Developing Ruby extensions with rocaml is easier and more convenient than
writing a plain old C extension because rocaml performs Ruby<->OCaml conversions
for a wide range of types, including abstract types and arrays, tuples,
variants and records of values of any supported type (e.g. arrays of arrays of
variants of tuples of ...). Moreover, exceptions raised in the OCaml code are captured by the generated extension and raised inside Ruby.
Making an extension with rocaml involves two steps:
implementing the desired functionality in Objective Caml, and registering the functions to be exported (using Callback.register : string -> 'a -> unit or the included camlp4 extension)
creating the extconf.rb file (just modify the sample extconf.rb distributed with rocaml) defining the interface of your Objective Caml code.

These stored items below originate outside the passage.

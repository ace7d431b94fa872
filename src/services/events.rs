use tokio::sync::broadcast;
use tokio_stream::wrappers::ReceiverStream;
use tonic::{Request, Response, Status};
use crate::{grpc::{common, internal}, utils::context::ServiceContext};
use super::EventStream;

///
/// The audit surface: every PasswordChanged event published since start-up,
/// in publish order.
///
pub async fn list_events(ctx: &ServiceContext, _request: Request<common::Empty>)
    -> Result<Response<internal::ListEventsResponse>, Status> {

    let events = ctx.events().log()
        .into_iter()
        .map(internal::PasswordChangedEvent::from)
        .collect();

    Ok(Response::new(internal::ListEventsResponse { events }))
}

///
/// The notification surface: stream PasswordChanged events to a collaborator
/// as they happen. A slow consumer that lags the broadcast buffer misses the
/// skipped events - the audit log is the complete record.
///
pub async fn subscribe_events(ctx: &ServiceContext, _request: Request<common::Empty>)
    -> Result<Response<EventStream>, Status> {

    let mut receiver = ctx.events().subscribe();
    let (tx, rx) = tokio::sync::mpsc::channel(16);

    tokio::spawn(async move {
        loop {
            match receiver.recv().await {
                Ok(event) => {
                    if tx.send(Ok(event.into())).await.is_err() {
                        break; // The subscriber hung up.
                    }
                },
                Err(broadcast::error::RecvError::Lagged(skipped)) => {
                    tracing::warn!("Event subscriber lagged, skipped {} events", skipped);
                },
                Err(broadcast::error::RecvError::Closed) => break,
            }
        }
    });

    Ok(Response::new(Box::pin(ReceiverStream::new(rx))))
}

At no point is there any need to write a single line of C code when using rocaml.
The mandatory trivial example
This example doesn't do justice to the usefulness of rocaml because the extension is beyond trivial and you could as well have written it in C using RubyInline. The advantages of rocaml (and of Objective Caml) usually become visible when the extension takes more than two lines (take a look at the 3-line Marshal replacement that is 3 times faster than Ruby's, though...). Here follows a minimal example however, merely to show how easily rocaml extensions can be made.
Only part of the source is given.